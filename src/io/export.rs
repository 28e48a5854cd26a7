//! Export the sales table to CSV.
//!
//! Rows are written in the order given (i.e. already sorted). Each value
//! appears raw for spreadsheets, plus the formatted cell the dashboard shows.

use std::fs::File;
use std::io::{BufWriter, Write};
use std::path::Path;

use crate::domain::SaleRecord;
use crate::error::AppError;
use crate::report::format_row;

/// Write rows to a CSV file.
pub fn write_sales_csv(path: &Path, rows: &[SaleRecord]) -> Result<(), AppError> {
    let file = File::create(path)
        .map_err(|e| AppError::io(format!("Failed to create export CSV '{}': {e}", path.display())))?;
    let mut out = BufWriter::new(file);

    writeln!(
        out,
        "week_ending,retail_sales,wholesale_sales,units_sold,retailer_margin,\
         week_ending_display,retail_sales_display,wholesale_sales_display,retailer_margin_display"
    )
    .map_err(|e| AppError::io(format!("Failed to write export CSV header: {e}")))?;

    for r in rows {
        let cells = format_row(r);
        writeln!(
            out,
            "{},{},{},{},{},{},{},{},{}",
            r.week_ending,
            r.retail_sales,
            r.wholesale_sales,
            r.units_sold,
            r.retailer_margin,
            cells[0],
            csv_quote(&cells[1]),
            csv_quote(&cells[2]),
            csv_quote(&cells[4]),
        )
        .map_err(|e| AppError::io(format!("Failed to write export CSV row: {e}")))?;
    }

    out.flush()
        .map_err(|e| AppError::io(format!("Failed to flush export CSV: {e}")))?;
    tracing::info!(path = %path.display(), rows = rows.len(), "exported sales table");
    Ok(())
}

/// Currency cells contain grouping commas.
fn csv_quote(s: &str) -> String {
    if s.contains(',') || s.contains('"') {
        format!("\"{}\"", s.replace('"', "\"\""))
    } else {
        s.to_string()
    }
}

#[cfg(test)]
mod tests {
    use super::*;

    #[test]
    fn writes_header_and_quoted_currency() {
        let dir = tempfile::tempdir().unwrap();
        let path = dir.path().join("sales.csv");
        let rows = vec![SaleRecord {
            week_ending: "2017-01-01".to_string(),
            retail_sales: 1234.5,
            wholesale_sales: 900.0,
            units_sold: 12,
            retailer_margin: -3.0,
        }];

        write_sales_csv(&path, &rows).unwrap();
        let text = std::fs::read_to_string(&path).unwrap();
        let lines: Vec<&str> = text.lines().collect();
        assert_eq!(lines.len(), 2);
        assert!(lines[0].starts_with("week_ending,retail_sales,"));
        assert!(lines[1].starts_with("2017-01-01,1234.5,900,12,-3,"));
        assert!(lines[1].ends_with(",\"$1,234.5\",$900,$-3"));
    }

    #[test]
    fn unwritable_path_is_an_io_error() {
        let dir = tempfile::tempdir().unwrap();
        let path = dir.path().join("missing").join("sales.csv");
        let err = write_sales_csv(&path, &[]).unwrap_err();
        assert_eq!(err.kind(), crate::error::ErrorKind::Io);
    }
}
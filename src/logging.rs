//! Tracing subscriber setup.
//!
//! CLI commands log to stderr. The TUI owns the terminal, so it logs to a file
//! under the system temp dir instead. `RUST_LOG` overrides the default filter.

use std::path::PathBuf;

use tracing_subscriber::{layer::SubscriberExt, util::SubscriberInitExt};

use crate::error::AppError;

const DEFAULT_FILTER: &str = "info";
const LOG_FILE_NAME: &str = "sales-dash.log";

#[derive(Debug, Clone, Copy, PartialEq, Eq)]
pub enum LogTarget {
    Stderr,
    File,
}

pub fn log_file_path() -> PathBuf {
    std::env::temp_dir().join(LOG_FILE_NAME)
}

/// Install the global subscriber. Calling it twice is a no-op.
pub fn init(target: LogTarget) -> Result<(), AppError> {
    let filter = std::env::var("RUST_LOG").unwrap_or_else(|_| DEFAULT_FILTER.into());
    let registry = tracing_subscriber::registry().with(tracing_subscriber::EnvFilter::new(filter));

    let result = match target {
        LogTarget::Stderr => registry
            .with(tracing_subscriber::fmt::layer().with_writer(std::io::stderr))
            .try_init(),
        LogTarget::File => {
            let path = log_file_path();
            let file = std::fs::OpenOptions::new()
                .create(true)
                .append(true)
                .open(&path)
                .map_err(|e| AppError::io(format!("Cannot open log file '{}': {e}", path.display())))?;
            registry
                .with(
                    tracing_subscriber::fmt::layer()
                        .with_writer(std::sync::Arc::new(file))
                        .with_ansi(false),
                )
                .try_init()
        }
    };

    // A subscriber may already be installed (tests, embedding); keep it.
    if let Err(e) = result {
        tracing::debug!(error = %e, ?target, "tracing subscriber already installed");
    }
    Ok(())
}

#[cfg(test)]
mod tests {
    use super::*;

    #[test]
    fn second_init_keeps_existing_subscriber() {
        assert!(init(LogTarget::Stderr).is_ok());
        assert!(init(LogTarget::Stderr).is_ok());
    }

    #[test]
    fn log_file_lives_in_temp_dir() {
        let path = log_file_path();
        assert!(path.starts_with(std::env::temp_dir()));
        assert!(path.ends_with(LOG_FILE_NAME));
    }
}
impl App {
    fn new(config: DashboardConfig) -> Self {
        let (tx, rx) = mpsc::channel();
        let mut store = SalesStore::new();
        store.subscribe(move |snap| {
            let _ = tx.send(snap.clone());
        });

        Self {
            repo: SalesRepository::new(config.source.clone()),
            sort: config.sort,
            selected_column: SortKey::WeekEnding,
            scroll: 0,
            status: "Loading...".to_string(),
            view: None,
            view_key: None,
            store,
            store_events: rx,
            config,
        }
    }

    /// Fetch (or re-fetch) the dataset. Failures stay in the store and the
    /// status line; the dashboard keeps running.
    fn load(&mut self) {
        if let Err(err) = self.store.load_from(&self.repo) {
            tracing::warn!(error = %err, "sales dataset load failed");
        }
        self.drain_store_events();
        self.scroll = 0;
        self.refresh_view();
    }

    fn drain_store_events(&mut self) {
        while let Ok(snap) = self.store_events.try_recv() {
            self.status = match snap.status {
                LoadStatus::Idle => "Idle.".to_string(),
                LoadStatus::Loading => format!("Loading {}...", self.repo.source().describe()),
                LoadStatus::Succeeded => format!("Loaded {} weeks.", snap.sales.len()),
                LoadStatus::Failed => format!(
                    "Load failed: {}",
                    snap.error.as_deref().unwrap_or("unknown error")
                ),
            };
        }
    }

    /// Recompute sorted rows and chart series when their inputs changed.
    fn refresh_view(&mut self) {
        let key = (self.store.revision(), self.sort, self.config.window);
        if self.view_key == Some(key) {
            return;
        }
        match build_view(&self.store.snapshot(), self.sort, self.config.window) {
            Ok(view) => {
                self.view = Some(view);
                self.view_key = Some(key);
            }
            Err(err) => {
                self.status = err.to_string();
            }
        }
    }

    fn event_loop<B: ratatui::backend::Backend>(&mut self, terminal: &mut Terminal<B>) -> Result<(), AppError> {
        let mut needs_redraw = true;
        loop {
            if needs_redraw {
                terminal
                    .draw(|f| self.draw(f))
                    .map_err(|e| AppError::terminal(format!("Terminal draw error: {e}")))?;
                needs_redraw = false;
            }

            if !event::poll(Duration::from_millis(100))
                .map_err(|e| AppError::terminal(format!("Event poll error: {e}")))?
            {
                continue;
            }

            match event::read().map_err(|e| AppError::terminal(format!("Event read error: {e}")))? {
                Event::Key(key) => {
                    if key.kind != KeyEventKind::Press {
                        continue;
                    }
                    if self.handle_key(key.code) {
                        break;
                    }
                    needs_redraw = true;
                }
                Event::Resize(_, _) => {
                    needs_redraw = true;
                }
                _ => {}
            }
        }
        Ok(())
    }

    /// Apply one key press. Returns `true` to quit.
    fn handle_key(&mut self, code: KeyCode) -> bool {
        match code {
            KeyCode::Char('q') | KeyCode::Esc => return true,
            KeyCode::Left => self.selected_column = self.selected_column.prev(),
            KeyCode::Right => self.selected_column = self.selected_column.next(),
            KeyCode::Enter | KeyCode::Char('s') => self.sort_on(self.selected_column),
            KeyCode::Char(c @ '1'..='5') => {
                let index = c as usize - '1' as usize;
                let key = SortKey::from_column(index);
                self.selected_column = key;
                self.sort_on(key);
            }
            KeyCode::Char('c') => {
                self.sort = None;
                self.status = "Sort cleared (dataset order).".to_string();
            }
            KeyCode::Up => self.scroll = self.scroll.saturating_sub(1),
            KeyCode::Down => self.scroll = (self.scroll + 1).min(self.max_scroll()),
            KeyCode::PageUp => self.scroll = self.scroll.saturating_sub(10),
            KeyCode::PageDown => self.scroll = (self.scroll + 10).min(self.max_scroll()),
            KeyCode::Home => self.scroll = 0,
            KeyCode::Char('+') | KeyCode::Char('=') => {
                self.config.window = self.config.window.saturating_add(1);
                self.status = format!("Smoothing window: {} weeks", self.config.window);
            }
            KeyCode::Char('-') => {
                if self.config.window > 1 {
                    self.config.window -= 1;
                    self.status = format!("Smoothing window: {} weeks", self.config.window);
                } else {
                    self.status = "Smoothing window must be at least 1.".to_string();
                }
            }
            KeyCode::Char('r') => self.load(),
            _ => {}
        }

        self.refresh_view();
        false
    }

    fn sort_on(&mut self, key: SortKey) {
        let directive = request_sort(self.sort, key);
        self.sort = Some(directive);
        self.scroll = 0;
        self.status = format!(
            "Sorted by {} ({:?}).",
            key.label(),
            directive.direction
        );
    }

    fn max_scroll(&self) -> usize {
        self.view
            .as_ref()
            .map(|v| v.rows.len().saturating_sub(1))
            .unwrap_or(0)
    }

    fn draw(&mut self, frame: &mut ratatui::Frame<'_>) {
        let size = frame.area();
        let chunks = Layout::default()
            .direction(Direction::Vertical)
            .constraints([Constraint::Length(3), Constraint::Min(0), Constraint::Length(3)])
            .split(size);

        self.draw_header(frame, chunks[0]);
        self.draw_body(frame, chunks[1]);
        self.draw_footer(frame, chunks[2]);
    }

    fn draw_header(&self, frame: &mut ratatui::Frame<'_>, area: Rect) {
        let line = Line::from(vec![
            Span::styled("sales", Style::default().fg(Color::Cyan).add_modifier(Modifier::BOLD)),
            Span::raw(" | product sales dashboard | "),
            Span::styled(
                format!(
                    "source: {} | window: {} weeks",
                    self.repo.source().describe(),
                    self.config.window
                ),
                Style::default().fg(Color::Gray),
            ),
        ]);
        let p = Paragraph::new(line).block(Block::default().borders(Borders::ALL));
        frame.render_widget(p, area);
    }

    fn draw_body(&self, frame: &mut ratatui::Frame<'_>, area: Rect) {
        let columns = Layout::default()
            .direction(Direction::Horizontal)
            .constraints([Constraint::Percentage(25), Constraint::Percentage(75)])
            .split(area);

        self.draw_product(frame, columns[0]);

        let rows = Layout::default()
            .direction(Direction::Vertical)
            .constraints([Constraint::Percentage(45), Constraint::Percentage(55)])
            .split(columns[1]);

        self.draw_chart(frame, rows[0]);
        self.draw_table(frame, rows[1]);
    }

    /// Placeholder text while data is not available.
    fn placeholder(&self) -> Option<Paragraph<'static>> {
        let view = self.view.as_ref();
        match view.map(|v| v.status) {
            Some(LoadStatus::Succeeded) => None,
            Some(LoadStatus::Failed) => {
                let msg = view
                    .and_then(|v| v.error.clone())
                    .unwrap_or_else(|| "unknown error".to_string());
                Some(
                    Paragraph::new(format!("Failed to load sales data: {msg}"))
                        .style(Style::default().fg(Color::Red))
                        .wrap(Wrap { trim: true }),
                )
            }
            _ => Some(Paragraph::new("Loading...").style(Style::default().fg(Color::Yellow))),
        }
    }

    fn draw_product(&self, frame: &mut ratatui::Frame<'_>, area: Rect) {
        let block = Block::default().title("Product").borders(Borders::ALL);
        let inner = block.inner(area);
        frame.render_widget(block, area);

        let product = self.view.as_ref().and_then(|v| v.product.clone());
        let Some(product) = product else {
            if let Some(p) = self.placeholder() {
                frame.render_widget(p, inner);
            }
            return;
        };

        let gray = Style::default().fg(Color::Gray);
        let mut lines: Vec<Line> = Vec::new();
        lines.push(Line::from(Span::styled(
            product.title.clone(),
            Style::default().add_modifier(Modifier::BOLD),
        )));
        if !product.subtitle.is_empty() {
            lines.push(Line::from(Span::styled(product.subtitle.clone(), gray)));
        }
        lines.push(Line::raw(""));
        if !product.brand.is_empty() {
            lines.push(Line::from(format!("Brand: {}", product.brand)));
        }
        if !product.retailer.is_empty() {
            lines.push(Line::from(format!("Retailer: {}", product.retailer)));
        }
        if !product.tags.is_empty() {
            lines.push(Line::raw(""));
            let mut spans = Vec::new();
            for tag in &product.tags {
                spans.push(Span::styled(format!("[{tag}]"), gray));
                spans.push(Span::raw(" "));
            }
            lines.push(Line::from(spans));
        }

        let p = Paragraph::new(Text::from(lines)).wrap(Wrap { trim: true });
        frame.render_widget(p, inner);
    }

    fn draw_chart(&self, frame: &mut ratatui::Frame<'_>, area: Rect) {
        let block = Block::default().title("Retail Sales").borders(Borders::ALL);
        let inner = block.inner(area);
        frame.render_widget(block, area);
        frame.render_widget(Clear, inner);

        let Some(view) = self.view.as_ref().filter(|v| !v.chart.is_empty()) else {
            if let Some(p) = self.placeholder() {
                frame.render_widget(p, inner);
            }
            return;
        };

        let (retail, wholesale, x_bounds, y_bounds) = chart_series(view);

        let chart_rect = Rect {
            height: inner.height.saturating_sub(1),
            ..inner
        };
        let widget = SalesPlottersChart {
            retail: &retail,
            wholesale: &wholesale,
            x_bounds,
            y_bounds,
        };
        frame.render_widget(widget, chart_rect);

        if inner.height > 1 {
            let tick_row = Rect {
                y: inner.y + inner.height - 1,
                height: 1,
                ..inner
            };
            draw_month_ticks(frame, tick_row, &view.chart.labels);
        }
    }

    fn draw_table(&self, frame: &mut ratatui::Frame<'_>, area: Rect) {
        let block = Block::default().title("Sales").borders(Borders::ALL);

        let Some(view) = self.view.as_ref().filter(|v| v.status == LoadStatus::Succeeded) else {
            let inner = block.inner(area);
            frame.render_widget(block, area);
            if let Some(p) = self.placeholder() {
                frame.render_widget(p, inner);
            }
            return;
        };

        let header = Row::new(SortKey::ALL.iter().map(|&key| {
            let mut style = Style::default().fg(Color::Gray).add_modifier(Modifier::BOLD);
            if key == self.selected_column {
                style = style.fg(Color::Black).bg(Color::White);
            }
            let line = Line::from(column_header(view.sort, key).to_uppercase());
            let line = if key == SortKey::WeekEnding {
                line
            } else {
                line.alignment(Alignment::Right)
            };
            Cell::from(line).style(style)
        }));

        let visible = area.height.saturating_sub(3) as usize;
        let body = view.rows.iter().skip(self.scroll).take(visible).map(|row| {
            let cells = format_row(row);
            Row::new(cells.into_iter().enumerate().map(|(i, text)| {
                let line = Line::from(text);
                if i == 0 {
                    Cell::from(line)
                } else {
                    Cell::from(line.alignment(Alignment::Right))
                }
            }))
        });

        let widths = [
            Constraint::Length(14),
            Constraint::Min(16),
            Constraint::Min(18),
            Constraint::Length(14),
            Constraint::Min(19),
        ];
        let table = Table::new(body, widths)
            .header(header)
            .block(block)
            .column_spacing(2);
        frame.render_widget(table, area);
    }

    fn draw_footer(&self, frame: &mut ratatui::Frame<'_>, area: Rect) {
        let help = "←/→ column  Enter/s sort  1-5 sort col  c clear  ↑/↓ scroll  +/- window  r reload  q quit";
        let line = Line::from(vec![
            Span::styled(help, Style::default().fg(Color::Gray)),
            Span::raw(" | "),
            Span::styled(&self.status, Style::default().fg(Color::Yellow)),
        ]);
        let p = Paragraph::new(line).block(Block::default().borders(Borders::ALL));
        frame.render_widget(p, area);
    }
}
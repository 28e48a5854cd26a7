//! Top-level application orchestration.
//!
//! `src/main.rs` is intentionally tiny; this module is the "real main" that:
//! - parses CLI arguments
//! - resolves configuration (flags, then `.env`/environment, then defaults)
//! - loads the dataset
//! - prints tables/charts or launches the TUI
//! - writes optional exports

use clap::Parser;

use crate::cli::{ChartArgs, Command, SourceArgs, TableArgs};
use crate::domain::{DEFAULT_SMOOTHING_WINDOW, DashboardConfig, DataSource, SortDirective};
use crate::error::AppError;
use crate::logging::LogTarget;

pub mod pipeline;

const ENV_SOURCE: &str = "SALES_DATA_SOURCE";
const ENV_WINDOW: &str = "SALES_SMOOTHING_WINDOW";

/// Entry point for the `sales` binary.
pub fn run() -> Result<(), AppError> {
    // We want bare `sales` and `sales -s data.json` to behave like `sales tui ...`.
    //
    // Clap requires a subcommand name, so we do a small, explicit rewrite of the
    // argv list before parsing.
    let argv = rewrite_args(std::env::args().collect());
    let cli = crate::cli::Cli::parse_from(argv);

    dotenvy::dotenv().ok();

    let target = match cli.command {
        Command::Tui(_) => LogTarget::File,
        _ => LogTarget::Stderr,
    };
    crate::logging::init(target)?;

    match cli.command {
        Command::Tui(args) => handle_tui(args),
        Command::Table(args) => handle_table(args),
        Command::Chart(args) => handle_chart(args),
        Command::Summary(args) => handle_summary(args),
    }
}

fn handle_tui(args: SourceArgs) -> Result<(), AppError> {
    let config = config_from_args(&args)?;
    crate::tui::run(config)
}

fn handle_table(args: TableArgs) -> Result<(), AppError> {
    let mut config = config_from_args(&args.common)?;
    config.sort = args.sort.map(|key| {
        if args.desc {
            SortDirective::descending(key)
        } else {
            SortDirective::ascending(key)
        }
    });
    config.export = args.export.clone();

    let store = pipeline::load_store(&config.source)?;
    let view = pipeline::build_view(&store.snapshot(), config.sort, config.window)?;

    println!("{}", crate::report::format_sales_table(&view.rows, view.sort));

    if let Some(path) = &config.export {
        crate::io::write_sales_csv(path, &view.rows)?;
    }
    Ok(())
}

fn handle_chart(args: ChartArgs) -> Result<(), AppError> {
    let mut config = config_from_args(&args.common)?;
    config.plot_width = args.width;
    config.plot_height = args.height;

    let store = pipeline::load_store(&config.source)?;
    let view = pipeline::build_view(&store.snapshot(), None, config.window)?;

    println!("Retail Sales (R) / Wholesale Sales (W)");
    println!(
        "{}",
        crate::plot::render_ascii_chart(&view.chart, config.plot_width, config.plot_height)
    );
    Ok(())
}

fn handle_summary(args: SourceArgs) -> Result<(), AppError> {
    let config = config_from_args(&args)?;
    let store = pipeline::load_store(&config.source)?;
    let snapshot = store.snapshot();

    match &snapshot.product {
        Some(product) => println!("{}", crate::report::format_product_summary(product)),
        None => println!("Loading..."),
    }
    Ok(())
}

/// Resolve configuration: CLI flag, then environment, then built-in default.
pub fn config_from_args(args: &SourceArgs) -> Result<DashboardConfig, AppError> {
    let env_source = std::env::var(ENV_SOURCE).ok();
    let env_window = std::env::var(ENV_WINDOW).ok();
    resolve_config(args, env_source.as_deref(), env_window.as_deref())
}

fn resolve_config(
    args: &SourceArgs,
    env_source: Option<&str>,
    env_window: Option<&str>,
) -> Result<DashboardConfig, AppError> {
    let source = args
        .source
        .as_deref()
        .or(env_source)
        .map(DataSource::parse)
        .unwrap_or(DataSource::Bundled);

    let window = match (args.window, env_window) {
        (Some(w), _) => w,
        (None, Some(raw)) => raw.trim().parse::<i64>().map_err(|e| {
            AppError::invalid_argument(format!("Invalid {ENV_WINDOW} '{raw}': {e}"))
        })?,
        (None, None) => DEFAULT_SMOOTHING_WINDOW,
    };
    if window <= 0 {
        return Err(AppError::invalid_argument(format!(
            "Smoothing window must be positive (got {window})."
        )));
    }

    Ok(DashboardConfig {
        source,
        window,
        ..DashboardConfig::default()
    })
}

/// Rewrite argv so `sales` defaults to `sales tui`.
///
/// Rules:
/// - `sales`                      -> `sales tui`
/// - `sales -s data.json ...`     -> `sales tui -s data.json ...`
/// - `sales --help/--version/-h`  -> unchanged (show top-level help/version)
fn rewrite_args(mut argv: Vec<String>) -> Vec<String> {
    let Some(arg1) = argv.get(1).cloned() else {
        argv.push("tui".to_string());
        return argv;
    };

    let is_top_level_help_or_version = matches!(
        arg1.as_str(),
        "-h" | "--help" | "-V" | "--version" | "help"
    );
    if is_top_level_help_or_version {
        return argv;
    }

    let is_subcommand = matches!(arg1.as_str(), "tui" | "table" | "chart" | "summary");
    if is_subcommand {
        return argv;
    }

    // If the first token is a flag, treat it as "tui flags".
    if arg1.starts_with('-') {
        argv.insert(1, "tui".to_string());
        return argv;
    }

    // Otherwise, leave as-is.
    argv
}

☆ ☆ ☆ ☆

▶ Goal of the exercise
Show, from the entries above, every line that includes the string "must".

▶ Finished exercise
                    self.status = "Smoothing window must be at least 1.".to_string();
            "Smoothing window must be positive (got {window})."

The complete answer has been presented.